Page d'accueil | Pourquoi ce site

Les mineurs polonais contre l'Encyclique

Laudato Si' a soulevé plusieurs problèmes: de nature économique, scientifique, théologique, ecclésiale. Mais aussi, et c'est inédit, (géo)politique et sociale. Notamment en Pologne

>>> Dossier ici:
L'Encyclique écologique

Après les compagnies pétrolières, les mineurs aussi sont contre l'encyclique

Matteo Matzuzzi
22/06/2015
www.lanuovabq.it
Matraduction
------

Pendant des semaines, avant même la publication de l'Encyclique «Laudato Si'», on a beaucoup écrit sur les tirs de barrage en provenance des États-Unis: un mélange de peur parmi les colosses énergétiques locaux, pour ce que le pape allait écrire sur l'environnement, l'écologie, le climat, mais aussi une tentative de minimiser les effets du document attendu. Peu ou rien, toutefois, a été dit à propos des réactions européennes: il y en a pourtant eu, et pas toutes enthousiastes. Ironie du sort, c'est précisément en provenance du pays le plus catholique du vieux continent, la Pologne, qu'ont été enregistrées les critiques les plus sévères - parfois même désobligeantes - relativement à l'Encyclique.
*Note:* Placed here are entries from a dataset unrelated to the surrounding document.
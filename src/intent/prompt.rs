use chrono::{DateTime, Utc};
use chrono_tz::Tz;

use crate::utils::time::today_in;

const SYSTEM_PROMPT_TEMPLATE: &str = "You extract calendar tasks and events from a user's message.

Today is {today} ({weekday}). Interpret relative phrases such as \"tomorrow\", \"tonight\" or \"next week\" relative to today, in the {timezone} timezone.

Respond with a single JSON object and nothing else. No markdown, no code fences, no explanations. The object must contain exactly these keys:
{
  \"title\": short name of the task or event, or null,
  \"date\": \"YYYY-MM-DD\" or null,
  \"start_time\": ISO 8601 date-time with UTC offset, or null,
  \"end_time\": ISO 8601 date-time with UTC offset, or null,
  \"intent\": one of \"schedule_event\", \"delete_event\", \"add_task\", or null
}

Use \"schedule_event\" when the user wants something put on their calendar at a time, \"delete_event\" when they want an existing event cancelled or removed, and \"add_task\" for to-dos without a time. Use null for anything else.
If the user names a specific calendar event identifier for deletion, also include it as \"event_id\".
Leave a field null rather than guessing when the message does not say.";

/// Build the system instruction for a resolution happening at `now`
pub fn system_prompt(now: DateTime<Utc>, tz: Tz) -> String {
    let today = today_in(now, tz);

    SYSTEM_PROMPT_TEMPLATE
        .replace("{today}", &today.format("%Y-%m-%d").to_string())
        .replace("{weekday}", &today.format("%A").to_string())
        .replace("{timezone}", tz.name())
}
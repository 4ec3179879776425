mod shutdown;
mod startup;

use tracing::info;

#[tokio::main]
async fn main() -> miette::Result<()> {
    // Initialize logging
    startup::init_logging()?;

    info!("Starting PlanMate");

    // Load configuration
    let config = startup::load_config().await?;

    // Start the API server
    startup::start_server(config).await
}
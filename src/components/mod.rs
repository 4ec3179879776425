use crate::config::Config;
use crate::error::AppResult;
use async_trait::async_trait;
use std::any::Any;
use std::sync::Arc;
use tokio::sync::RwLock;
use tracing::{error, info};

pub mod google_calendar;
pub mod storage;

pub use google_calendar::GoogleCalendarHandle;

/// A long-running part of the service with an explicit start and stop
#[async_trait]
pub trait Component: Send + Sync + Any {
    /// Key used in `config/components.toml`
    fn name(&self) -> &'static str;

    async fn init(&self, config: Arc<RwLock<Config>>) -> AppResult<()>;

    async fn shutdown(&self) -> AppResult<()>;

    fn as_any(&self) -> &dyn Any;
}

/// Owns every registered component and drives their lifecycle
pub struct ComponentManager {
    components: Vec<Box<dyn Component>>,
    config: Arc<RwLock<Config>>,
}

impl ComponentManager {
    pub fn new(config: Arc<RwLock<Config>>) -> Self {
        Self {
            components: Vec::new(),
            config,
        }
    }

    pub fn register<T: Component>(&mut self, component: T) {
        info!("Registering component: {}", component.name());
        self.components.push(Box::new(component));
    }

    /// Start the enabled components. A component that fails to start is
    /// logged and left uninitialized; the rest still start.
    pub async fn init_all(&self) -> AppResult<()> {
        for component in &self.components {
            let name = component.name();
            if !self.config.read().await.is_component_enabled(name) {
                info!("Component {} is disabled, skipping", name);
                continue;
            }

            match component.init(Arc::clone(&self.config)).await {
                Ok(()) => info!("Component {} initialized", name),
                Err(e) => error!("Error initializing component {}: {:?}", name, e),
            }
        }

        Ok(())
    }

    /// Stop every component, in registration order
    pub async fn shutdown_all(&self) -> AppResult<()> {
        info!("Shutting down {} component(s)", self.components.len());

        for component in &self.components {
            if let Err(e) = component.shutdown().await {
                error!("Error shutting down component {}: {:?}", component.name(), e);
            }
        }

        Ok(())
    }

    pub fn get_component_by_name(&self, name: &str) -> Option<&dyn Component> {
        self.components
            .iter()
            .find(|c| c.name() == name)
            .map(|c| c.as_ref())
    }

    /// The registered component of type `T`
    pub fn get<T: Component>(&self) -> Option<&T> {
        self.components
            .iter()
            .find_map(|c| c.as_any().downcast_ref::<T>())
    }
}
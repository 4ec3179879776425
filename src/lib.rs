pub mod components;
pub mod config;
pub mod error;
pub mod intent;
pub mod utils;

#[cfg(feature = "web-interface")]
pub mod http;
Ce sont en particulier les passages qui parlent du carbone et de la dégradation que l'extraction de ce combustible fossile porte à l'environnement, qui se sont retrouvés dans la ligne de mire du quotidien Rzeczpospolita, journal imprimé à Varsovie. Un problème non négligeable, compte tenu de la concentration de mines en Pologne, et du poids de l'exploitation minière dans l'économie locale. Tous ces éléments ont conduit Rzeczpospolita à qualifier l'encyclique d'«anti polonaise», citant même des sources anonymes du Vatican qui auraient perçu cette empreinte en lisant entre les lignes les presque deux cents pages.
Les attaques les plus sévères sont venues du parti conservateur «Droit et justice» (PiS), auquel appartient également le président nouvellement élu Andrzej Duda.
Le député Andrzej Jaworski a dit dans plusieurs interviews que «le secteur énergétique polonais non seulement peut, mais doit, être basé sur le charbon».
«Nous ne pouvons pas revenir en arrière sur la production de charbon, la construction de mines ou la construction de centrales au charbon» a-t-il ajouté.
Depuis toujours, Varsovie s'oppose - avec succès - à toute tentative de l'Union européenne de réduire la quantité de combustible fossile utilisé dans les centrales locales. Ce n'est pas un problème mineur: le charbon, pour les Polonais, est une question de sécurité nationale. Sans elle, la Pologne devrait importer plus de gaz en provenance de Russie, un pays avec lequel les relations sont très tendues.

L'affaire - initialement limitée à des polémiques à travers la presse - est devenu diplomiquee, au point le que le nonce en personne, Mgr Celestino Migliore, a dû ntervenir publiquement. Le prélat, parlant en polonais, a rassuré tout le monde: l'encyclique n'est bien sûr pas dirigée contre Varsovie, mais son message est valable erga omnes, pour tous les travailleurs «y compris les mineurs».
Migliore a également invité à lire le document dans son intégralité (ndt: mais bien sûr!!!), avant de se laisser aller à des jugements hâtifs. Mais son souhait s'est avéré vain. Si Rzeczpospolita avait usé de tons forts avant de voir Laudato si' dans sa version officielle, les tons sont devenus très forts dès que le voile a été levé sur le texte signé par François et présenté jeudi au Vatican.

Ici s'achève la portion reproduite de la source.